5. Centralized Configuration

This provides a single source of truth for configuring the entire dspex platform, making it manageable and transparent.

5.1. Purpose

  • To provide a single, well-documented location for all platform-wide settings.
  • To allow users to easily switch between different environments (dev, test, prod).
  • To configure the pluggable backends and other operational parameters.

5.2. Location and Structure (config/config.exs)

# In config/config.exs or config/dev.exs, etc.
import Config

# Main configuration for the DSPex platform
config :dspex,
  # Configure the default state backend for new Contexts.
  # Can be overridden at Context.start_link/1.
  default_state_backend: DSPex.Bridge.State.Local,

  # Configuration for the Scientific Evaluation Framework
  evaluation: [
    # The default pool of harness workers for parallel execution
    harness_pool_size: System.schedulers_online(),

    # The default storage backend for the ResultStore
    result_store_backend: :ets # Other options: :file, :ecto
  ],

  # Path for the ResultStore file backend
  result_store_file_path: "/var/data/dspex_results"

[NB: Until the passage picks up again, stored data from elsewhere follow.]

#[allow(clippy::too_many_arguments)]
fn create_pipeline(
    device: &wgpu::Device,
    label: &str,
    layout: &wgpu::PipelineLayout,
    shader: &wgpu::ShaderModule,
    fs_entry: &str,
    stride: u64,
    attributes: &[wgpu::VertexAttribute],
    format: wgpu::TextureFormat,
) -> wgpu::RenderPipeline {
    device.create_render_pipeline(&wgpu::RenderPipelineDescriptor {
        label: Some(label),
        layout: Some(layout),
        vertex: wgpu::VertexState {
            module: shader,
            entry_point: Some("vs_main"),
            buffers: &[wgpu::VertexBufferLayout {
                array_stride: stride,
                step_mode: wgpu::VertexStepMode::Instance,
                attributes,
            }],
            compilation_options: wgpu::PipelineCompilationOptions::default(),
        },
        fragment: Some(wgpu::FragmentState {
            module: shader,
            entry_point: Some(fs_entry),
            targets: &[Some(wgpu::ColorTargetState {
                format,
                blend: Some(wgpu::BlendState::ALPHA_BLENDING),
                write_mask: wgpu::ColorWrites::ALL,
            })],
            compilation_options: wgpu::PipelineCompilationOptions::default(),
        }),
        primitive: wgpu::PrimitiveState::default(),
        depth_stencil: None,
        multisample: wgpu::MultisampleState::default(),
        multiview: None,
        cache: None,
    })
}

fn create_texture(
    device: &wgpu::Device,
    label: &str,
    format: wgpu::TextureFormat,
    width: u32,
    height: u32,
) -> wgpu::Texture {
    device.create_texture(&wgpu::TextureDescriptor {
        label: Some(label),
        size: wgpu::Extent3d {
            width,
            height,
            depth_or_array_layers: 1,
        },
        mip_level_count: 1,
        sample_count: 1,
        dimension: wgpu::TextureDimension::D2,
        format,
        usage: wgpu::TextureUsages::TEXTURE_BINDING | wgpu::TextureUsages::COPY_DST,
        view_formats: &[],
    })
}

fn texture_bind_group(
    device: &wgpu::Device,
    layout: &wgpu::BindGroupLayout,
    sampler: &wgpu::Sampler,
    tex: &wgpu::Texture,
    label: &str,
) -> wgpu::BindGroup {
    let view = tex.create_view(&wgpu::TextureViewDescriptor::default());
    device.create_bind_group(&wgpu::BindGroupDescriptor {
        label: Some(label),
        layout,
        entries: &[
            wgpu::BindGroupEntry {
                binding: 0,
                resource: wgpu::BindingResource::TextureView(&view),
            },
            wgpu::BindGroupEntry {
                binding: 1,
                resource: wgpu::BindingResource::Sampler(sampler),
            },
        ],
    })
}

/// Pixel rect to `[min_x, min_y, w, h]` in NDC (y up).
fn to_ndc(r: &Rect, fb_w: f32, fb_h: f32) -> [f32; 4] {
    let x0 = (r.x / fb_w) * 2.0 - 1.0;
    let x1 = ((r.x + r.w) / fb_w) * 2.0 - 1.0;
    let y0 = 1.0 - (r.y / fb_h) * 2.0;
    let y1 = 1.0 - ((r.y + r.h) / fb_h) * 2.0;
    [x0.min(x1), y0.min(y1), (x1 - x0).abs(), (y1 - y0).abs()]
}

/// Pixel length to NDC, using the tighter axis.
fn to_ndc_len(px: f32, fb_w: f32, fb_h: f32) -> f32 {
    ((px / fb_w) * 2.0).min((px / fb_h) * 2.0)
}

/// Pixel rect to a scissor rect clamped to the framebuffer. Off-screen and
/// empty rects become a zero-area scissor.
fn to_scissor(r: &Rect, fb_w: u32, fb_h: u32) -> (u32, u32, u32, u32) {
    if r.w <= 0.0 || r.h <= 0.0 {
        return (0, 0, 0, 0);
    }
    let x0 = r.x.floor().max(0.0) as i64;
    let y0 = r.y.floor().max(0.0) as i64;
    let x1 = ((r.x + r.w).ceil() as i64).min(fb_w as i64);
    let y1 = ((r.y + r.h).ceil() as i64).min(fb_h as i64);
    if x1 <= x0 || y1 <= y0 {
        return (0, 0, 0, 0);
    }
    (x0 as u32, y0 as u32, (x1 - x0) as u32, (y1 - y0) as u32)
}

#[cfg(test)]
mod tests {
    use super::*;

    #[test]
    fn ndc_maps_corners() {
        let full = to_ndc(&Rect::new(0.0, 0.0, 200.0, 100.0), 200.0, 100.0);
        assert_eq!(full, [-1.0, -1.0, 2.0, 2.0]);
        let top_left = to_ndc(&Rect::new(0.0, 0.0, 100.0, 50.0), 200.0, 100.0);
        assert_eq!(top_left, [-1.0, 0.0, 1.0, 1.0]);
    }

    #[test]
    fn scissor_is_clamped() {
        assert_eq!(
            to_scissor(&Rect::new(-10.0, 5.5, 50.0, 500.0), 100, 100),
            (0, 5, 40, 95)
        );
        assert_eq!(to_scissor(&Rect::new(150.0, 0.0, 10.0, 10.0), 100, 100), (0, 0, 0, 0));
        assert_eq!(to_scissor(&Rect::new(0.0, 0.0, 0.0, 10.0), 100, 100), (0, 0, 0, 0));
    }

    #[test]
    fn shelf_packs_rows_and_reports_full() {
        let mut s = Shelf::new(16);
        assert_eq!(s.alloc(6, 4), Some((1, 1)));
        assert_eq!(s.alloc(6, 5), Some((8, 1)));
        // next row starts below the tallest glyph of the previous one
        assert_eq!(s.alloc(6, 3), Some((1, 7)));
        assert_eq!(s.alloc(14, 14), None);
        assert_eq!(s.alloc(20, 1), None);
    }

    #[test]
    fn recorder_breaks_batches_around_images() {
        let mut rec = Recorder::default();
        let inst = TexturedInstance {
            xywh: [0.0; 4],
            uv: [0.0; 4],
            color: [1.0; 4],
        };
        let rect = RectInstance {
            xywh: [0.0; 4],
            radius: 0.0,
            color: [1.0; 4],
        };
        rec.rects.push(rect);
        rec.image(ImageHandle::default(), inst);
        rec.rects.push(rect);
        rec.rects.push(rect);
        rec.flush();
        let kinds: Vec<String> = rec
            .cmds
            .iter()
            .map(|c| match c {
                Cmd::Rects(r) => format!("rects {r:?}"),
                Cmd::Image(_, i) => format!("image {i}"),
                _ => "other".to_string(),
            })
            .collect();
        assert_eq!(kinds, ["rects 0..1", "image 0", "rects 1..3"]);
    }
}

# Configuration for the Snakepit bridge
config :snakepit,
  # Enable the pool of Python workers
  pooling_enabled: true,

  # The adapter that defines how to communicate with Python
  adapter_module: Snakepit.Adapters.GRPCPython,

  # Configuration for the worker pool
  pool_config: [
    pool_size: System.schedulers_online(),
    # Timeouts in milliseconds
    pool_startup_timeout: 15_000,
    worker_init_timeout: 10_000,
    worker_shutdown_grace_period: 2_000
  ],
  
  # gRPC-specific configuration
  grpc_config: [
    base_port: 50051,
    port_range: 100,
    bridge_module: "snakepit_bridge.adapters.dspy_grpc.DSPyGRPCHandler"
  ],

  # Path to the Python executable
  python_path: System.get_env("PYTHON_EXECUTABLE", "python3")

6. Conclusion

The Developer Experience & Operational Tooling Layer is what makes dspex a complete and practical platform. While other layers provide the power, this layer provides the usability, trust, and insight.

  • The ResultStore ensures that scientific work is never lost.
  • The TraceViewer provides the critical debugging and introspection capabilities needed to understand complex, cross-language AI systems.
  • The Centralized Configuration makes the entire system manageable and easy to deploy.

By implementing these components, we provide developers and scientists with not just an engine, but a complete, well-equipped laboratory for building and understanding the next generation of AI.